I followed the boy out of the house and into the street, where Mlungisi had parked his BMW at the kerb.
‘How are you, man?’ he asked in English.
‘I am okay, how are you?’ I replied.
‘You know, you know. What are you doing?’
‘Studying.’
I saw the sudden deepening of a frown that had already begun forming when I stepped onto the kerb.
‘I heard you bought a computer. I know how to use a computer. I also know how to print,’ he told me.
I could not offer a reply to this last bit of information that he gave me.
‘How are the studies going?’ he continued.
‘I’ve just finished exams for third-year modules. There are two last modules I am left with.’
‘So what happens after the two modules? What do you get then?’
‘I’ll be done with the degree,’ I replied, feeling a little uncertain about the adequacy of my answer.

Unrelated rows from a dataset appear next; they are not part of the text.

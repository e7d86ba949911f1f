//! Downloader middleware: ordered stages that may rewrite or drop requests
//! before the fetch and responses after it.

mod dedup;
mod http_error;
mod robots;
mod user_agent;

pub use dedup::{RequestDeduplicationMiddleware, RequestDeduplicationOptions};
pub use http_error::{HttpErrorMiddleware, HttpErrorOptions};
pub use robots::{FetchFailurePolicy, RobotsCacheEntry, RobotsTxtMiddleware, RobotsTxtOptions};
pub use user_agent::{DEFAULT_USER_AGENT, UserAgentMiddleware, UserAgentOptions};

use async_trait::async_trait;
use serde::de::DeserializeOwned;
use serde_json::Value;

use crate::error::CrawlError;
use crate::request::Request;
use crate::response::Response;
use crate::traits::Transport;

/// Result of a single chain stage.
#[derive(Debug)]
pub enum MiddlewareAction<T> {
    /// Hand the (possibly modified) value to the next stage.
    Continue(T),
    /// Stop the chain. The value is kept so the drop can be reported.
    Drop { dropped: T, reason: String },
}

impl<T> MiddlewareAction<T> {
    pub fn dropped(dropped: T, reason: impl Into<String>) -> Self {
        Self::Drop {
            dropped,
            reason: reason.into(),
        }
    }

    pub fn is_drop(&self) -> bool {
        matches!(self, Self::Drop { .. })
    }
}

/// A stage of the downloader chain.
///
/// Both handlers default to pass-through, so a middleware only implements the
/// side it cares about.
#[async_trait]
pub trait DownloaderMiddleware: Send + Sync {
    fn name(&self) -> &'static str;

    /// Apply user options. Called once, before the run starts.
    ///
    /// The default accepts only an empty object or `null`.
    fn configure(&mut self, options: &Value) -> Result<(), CrawlError> {
        reject_options(self.name(), options)
    }

    /// `transport` performs direct fetches that bypass the chain.
    async fn handle_request(
        &self,
        request: Request,
        transport: &dyn Transport,
    ) -> MiddlewareAction<Request> {
        let _ = transport;
        MiddlewareAction::Continue(request)
    }

    async fn handle_response(&self, response: Response) -> MiddlewareAction<Response> {
        MiddlewareAction::Continue(response)
    }
}

/// Deserialize `options` into `T`; `null` yields `T::default()`.
pub(crate) fn parse_options<T>(name: &str, options: &Value) -> Result<T, CrawlError>
where
    T: DeserializeOwned + Default,
{
    if options.is_null() {
        return Ok(T::default());
    }
    serde_json::from_value(options.clone())
        .map_err(|e| CrawlError::Configuration(format!("invalid options for {name}: {e}")))
}

pub(crate) fn reject_options(name: &str, options: &Value) -> Result<(), CrawlError> {
    match options {
        Value::Null => Ok(()),
        Value::Object(map) if map.is_empty() => Ok(()),
        _ => Err(CrawlError::Configuration(format!(
            "{name} does not accept options, got {options}"
        ))),
    }
}
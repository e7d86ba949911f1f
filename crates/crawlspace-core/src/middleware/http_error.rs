use async_trait::async_trait;
use serde::Deserialize;
use serde_json::Value;

use super::{DownloaderMiddleware, MiddlewareAction, parse_options};
use crate::error::CrawlError;
use crate::response::Response;

#[derive(Debug, Clone, Default, PartialEq, Eq, Deserialize)]
#[serde(rename_all = "camelCase", deny_unknown_fields, default)]
pub struct HttpErrorOptions {
    /// Non-2xx statuses that are still handed to the parse callback.
    pub handle_status: Vec<u16>,
}

/// Drops responses with a non-2xx status.
#[derive(Debug, Default)]
pub struct HttpErrorMiddleware {
    options: HttpErrorOptions,
}

impl HttpErrorMiddleware {
    pub fn new() -> Self {
        Self::default()
    }
}

#[async_trait]
impl DownloaderMiddleware for HttpErrorMiddleware {
    fn name(&self) -> &'static str {
        "HttpErrorMiddleware"
    }

    fn configure(&mut self, options: &Value) -> Result<(), CrawlError> {
        self.options = parse_options(self.name(), options)?;
        Ok(())
    }

    async fn handle_response(&self, response: Response) -> MiddlewareAction<Response> {
        let status = response.status().as_u16();
        if response.is_success() || self.options.handle_status.contains(&status) {
            return MiddlewareAction::Continue(response);
        }
        MiddlewareAction::dropped(response, format!("unsuccessful response status {status}"))
    }
}
use crate::events::{CrawlEvent, EventBus};
use crate::item::Item;
use crate::parse::ParseResult;
use crate::pipeline::ItemPipeline;
use crate::response::Response;
use crate::scheduler::RequestScheduler;

/// Fans a response out into follow-up requests and items.
#[derive(Debug, Clone)]
pub struct Processor {
    events: EventBus,
}

impl Processor {
    pub fn new(events: EventBus) -> Self {
        Self { events }
    }

    /// Drain the originating request's parse callback in order.
    ///
    /// Requests go to `scheduler`, items through `pipeline`. The first `Err`
    /// stops draining and is reported as `ProcessingError`. Returns the items
    /// that made it through the pipeline.
    pub async fn process<S: RequestScheduler>(
        &self,
        response: Response,
        scheduler: &mut S,
        pipeline: &ItemPipeline,
    ) -> Vec<Item> {
        let request = response.request().clone();
        let parse = request.parser();
        let mut scraped = Vec::new();

        for result in parse(response) {
            match result {
                Ok(ParseResult::Request(next)) => {
                    self.events
                        .publish(CrawlEvent::RequestScheduling { request: &next });
                    scheduler.schedule(next);
                }
                Ok(ParseResult::Item(item)) => {
                    if let Some(item) = pipeline.process(item).await {
                        scraped.push(item);
                    }
                }
                Err(error) => {
                    self.events.publish(CrawlEvent::ProcessingError {
                        request: &request,
                        error: &error,
                    });
                    break;
                }
            }
        }
        scraped
    }
}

Sitting next to Mlungisi was a young lady dressed in jeans and a black and white polka-dot blouse. Time and again, she would lift her finger to reposition the long strands of synthetic hair that fell over her eyes. She would then flick her head back, and use the recently freed hand to shade her face from the sun’s rays. Her impatience with her designated driver seemed to grow with each consecutive hand-head-neck movement that she made, which happened every two minutes.
‘Haai! Mlu, I am getting burnt here. A person will end up becoming too dark!’ she complained.
‘Why are there no trees here?!’ Mlungisi asked me, getting a little agitated.
Since the first time he returned, Mlungisi was said to have added the absence of trees to his litany of complaints about Ratanda. A renewed resentment of this lack of cover around our township seemed to come over him at the mention of sunburn and his passenger losing her fair complexion. Among his list of grievances, Mlungisi had also expressed his dislike for quite a few of the young men from Blesbok Street and Vezinyawo as a whole, including Duma. He explained how, lately, he found it especially difficult to live with the possibility that some of these boys might want to reignite their friendship with him. He worried that, one of these days, he would be forced to accept an unsolicited visit from one of them at his Randburg flat.